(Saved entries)
□ □ □ □ □ □ □
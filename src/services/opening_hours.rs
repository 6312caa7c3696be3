// src/services/opening_hours.rs
// DOCUMENTATION: Opening-hours evaluator
// PURPOSE: Classify a place as open/closed from its serialized weekly schedule
//
// Pure and stateless: callers re-evaluate on every render tick.

use chrono::{Local, NaiveDateTime, Timelike};
use serde::Deserialize;
use serde_json::Value;
use std::fmt;

use crate::models::DayKey;

/// Last minute of the day (23:59); an interval ending here is shown as
/// "Open now" without an "until" suffix
pub const END_OF_DAY_MINUTE: u32 = 23 * 60 + 59;

/// Current status of a place
#[derive(Debug, Clone, PartialEq, Eq)]
pub enum OpeningStatus {
    /// No usable schedule for today
    Unknown,
    /// Closed all day today
    Closed,
    /// Open around the clock today
    OpenAllDay,
    /// Open now; `until` is None when the interval runs to end of day
    Open { until: Option<String> },
    /// Outside today's interval
    ClosedUntil { opens: String },
}

impl OpeningStatus {
    pub fn is_open(&self) -> bool {
        matches!(self, OpeningStatus::OpenAllDay | OpeningStatus::Open { .. })
    }

    /// Style class used by the listing cards
    pub fn css_class(&self) -> &'static str {
        match self {
            OpeningStatus::Unknown => "unknown",
            OpeningStatus::Closed | OpeningStatus::ClosedUntil { .. } => "closed",
            OpeningStatus::OpenAllDay => "allday",
            OpeningStatus::Open { .. } => "open",
        }
    }
}

impl fmt::Display for OpeningStatus {
    fn fmt(&self, f: &mut fmt::Formatter<'_>) -> fmt::Result {
        match self {
            OpeningStatus::Unknown => write!(f, "Hours unknown"),
            OpeningStatus::Closed => write!(f, "Closed now"),
            OpeningStatus::OpenAllDay => write!(f, "Open 24/7"),
            OpeningStatus::Open { until: None } => write!(f, "Open now"),
            OpeningStatus::Open { until: Some(close) } => write!(f, "Open now · until {}", close),
            OpeningStatus::ClosedUntil { opens } => write!(f, "Closed · opens {}", opens),
        }
    }
}

/// Stored shape of one day; every field may be missing or null
#[derive(Debug, Default, Deserialize)]
#[serde(rename_all = "camelCase")]
struct DayEntry {
    #[serde(default)]
    closed: Option<bool>,
    #[serde(default)]
    all_day: Option<bool>,
    #[serde(default)]
    open: Option<String>,
    #[serde(default)]
    close: Option<String>,
}

/// "HH:MM" to minutes since midnight
/// Hour 0-23 and minute 0-59, one or two digits each
pub fn parse_minutes(hhmm: &str) -> Option<u32> {
    let (hours, minutes) = hhmm.trim().split_once(':')?;
    let valid = |part: &str| (1..=2).contains(&part.len()) && part.bytes().all(|b| b.is_ascii_digit());
    if !valid(hours) || !valid(minutes) {
        return None;
    }

    let hours: u32 = hours.parse().ok()?;
    let minutes: u32 = minutes.parse().ok()?;
    if hours > 23 || minutes > 59 {
        return None;
    }
    Some(hours * 60 + minutes)
}

/// Whether `current` falls inside [start, end], wrapping past midnight
/// when start > end
pub fn in_interval(start: u32, end: u32, current: u32) -> bool {
    if start <= end {
        start <= current && current <= end
    } else {
        current >= start || current <= end
    }
}

/// Evaluate `schedule_json` at the local wall-clock instant `at`
/// DOCUMENTATION: Never fails; anything unusable yields `Unknown`.
/// Only today's entry is decoded, so a malformed entry for another day
/// does not affect the result.
pub fn evaluate(schedule_json: Option<&str>, at: NaiveDateTime) -> OpeningStatus {
    let Some(raw) = schedule_json else {
        return OpeningStatus::Unknown;
    };

    let schedule: Value = match serde_json::from_str(raw) {
        Ok(value) => value,
        Err(e) => {
            log::debug!("Unparsable opening hours: {}", e);
            return OpeningStatus::Unknown;
        }
    };

    let key = DayKey::of(&at);
    let Some(entry) = schedule.get(key.as_str()) else {
        return OpeningStatus::Unknown;
    };
    let Ok(day) = DayEntry::deserialize(entry) else {
        return OpeningStatus::Unknown;
    };

    if day.closed.unwrap_or(false) {
        return OpeningStatus::Closed;
    }
    if day.all_day.unwrap_or(false) {
        return OpeningStatus::OpenAllDay;
    }

    let (Some(open), Some(close)) = (day.open, day.close) else {
        return OpeningStatus::Unknown;
    };
    let (Some(start), Some(end)) = (parse_minutes(&open), parse_minutes(&close)) else {
        return OpeningStatus::Unknown;
    };

    let current = at.hour() * 60 + at.minute();
    if in_interval(start, end, current) {
        let until = (end != END_OF_DAY_MINUTE).then_some(close);
        OpeningStatus::Open { until }
    } else {
        OpeningStatus::ClosedUntil { opens: open }
    }
}

/// Evaluate against the local clock
pub fn evaluate_now(schedule_json: Option<&str>) -> OpeningStatus {
    evaluate(schedule_json, Local::now().naive_local())
}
□ □ □ □ □ □ □
• [YOUR GOAL]: Give every entry again, character for character.

• [SOLVED EXERCISE]:
filename src/services/opening_hours.rs
repository 6312caa7c3696be3
// src/services/opening_hours.rs
// DOCUMENTATION: Opening-hours evaluator
// PURPOSE: Classify a place as open/closed from its serialized weekly schedule
//
// Pure and stateless: callers re-evaluate on every render tick.

use chrono::{Local, NaiveDateTime, Timelike};
use serde::Deserialize;
use serde_json::Value;
use std::fmt;

use crate::models::DayKey;

/// Last minute of the day (23:59); an interval ending here is shown as
/// "Open now" without an "until" suffix
pub const END_OF_DAY_MINUTE: u32 = 23 * 60 + 59;

/// Current status of a place
#[derive(Debug, Clone, PartialEq, Eq)]
pub enum OpeningStatus {
    /// No usable schedule for today
    Unknown,
    /// Closed all day today
    Closed,
    /// Open around the clock today
    OpenAllDay,
    /// Open now; `until` is None when the interval runs to end of day
    Open { until: Option<String> },
    /// Outside today's interval
    ClosedUntil { opens: String },
}

impl OpeningStatus {
    pub fn is_open(&self) -> bool {
        matches!(self, OpeningStatus::OpenAllDay | OpeningStatus::Open { .. })
    }

    /// Style class used by the listing cards
    pub fn css_class(&self) -> &'static str {
        match self {
            OpeningStatus::Unknown => "unknown",
            OpeningStatus::Closed | OpeningStatus::ClosedUntil { .. } => "closed",
            OpeningStatus::OpenAllDay => "allday",
            OpeningStatus::Open { .. } => "open",
        }
    }
}

impl fmt::Display for OpeningStatus {
    fn fmt(&self, f: &mut fmt::Formatter<'_>) -> fmt::Result {
        match self {
            OpeningStatus::Unknown => write!(f, "Hours unknown"),
            OpeningStatus::Closed => write!(f, "Closed now"),
            OpeningStatus::OpenAllDay => write!(f, "Open 24/7"),
            OpeningStatus::Open { until: None } => write!(f, "Open now"),
            OpeningStatus::Open { until: Some(close) } => write!(f, "Open now · until {}", close),
            OpeningStatus::ClosedUntil { opens } => write!(f, "Closed · opens {}", opens),
        }
    }
}

/// Stored shape of one day; every field may be missing or null
#[derive(Debug, Default, Deserialize)]
#[serde(rename_all = "camelCase")]
struct DayEntry {
    #[serde(default)]
    closed: Option<bool>,
    #[serde(default)]
    all_day: Option<bool>,
    #[serde(default)]
    open: Option<String>,
    #[serde(default)]
    close: Option<String>,
}

/// "HH:MM" to minutes since midnight
/// Hour 0-23 and minute 0-59, one or two digits each
pub fn parse_minutes(hhmm: &str) -> Option<u32> {
    let (hours, minutes) = hhmm.trim().split_once(':')?;
    let valid = |part: &str| (1..=2).contains(&part.len()) && part.bytes().all(|b| b.is_ascii_digit());
    if !valid(hours) || !valid(minutes) {
        return None;
    }

    let hours: u32 = hours.parse().ok()?;
    let minutes: u32 = minutes.parse().ok()?;
    if hours > 23 || minutes > 59 {
        return None;
    }
    Some(hours * 60 + minutes)
}

/// Whether `current` falls inside [start, end], wrapping past midnight
/// when start > end
pub fn in_interval(start: u32, end: u32, current: u32) -> bool {
    if start <= end {
        start <= current && current <= end
    } else {
        current >= start || current <= end
    }
}

/// Evaluate `schedule_json` at the local wall-clock instant `at`
/// DOCUMENTATION: Never fails; anything unusable yields `Unknown`.
/// Only today's entry is decoded, so a malformed entry for another day
/// does not affect the result.
pub fn evaluate(schedule_json: Option<&str>, at: NaiveDateTime) -> OpeningStatus {
    let Some(raw) = schedule_json else {
        return OpeningStatus::Unknown;
    };

    let schedule: Value = match serde_json::from_str(raw) {
        Ok(value) => value,
        Err(e) => {
            log::debug!("Unparsable opening hours: {}", e);
            return OpeningStatus::Unknown;
        }
    };

    let key = DayKey::of(&at);
    let Some(entry) = schedule.get(key.as_str()) else {
        return OpeningStatus::Unknown;
    };
    let Ok(day) = DayEntry::deserialize(entry) else {
        return OpeningStatus::Unknown;
    };

    if day.closed.unwrap_or(false) {
        return OpeningStatus::Closed;
    }
    if day.all_day.unwrap_or(false) {
        return OpeningStatus::OpenAllDay;
    }

    let (Some(open), Some(close)) = (day.open, day.close) else {
        return OpeningStatus::Unknown;
    };
    let (Some(start), Some(end)) = (parse_minutes(&open), parse_minutes(&close)) else {
        return OpeningStatus::Unknown;
    };

    let current = at.hour() * 60 + at.minute();
    if in_interval(start, end, current) {
        let until = (end != END_OF_DAY_MINUTE).then_some(close);
        OpeningStatus::Open { until }
    } else {
        OpeningStatus::ClosedUntil { opens: open }
    }
}

/// Evaluate against the local clock
pub fn evaluate_now(schedule_json: Option<&str>) -> OpeningStatus {
    evaluate(schedule_json, Local::now().naive_local())
}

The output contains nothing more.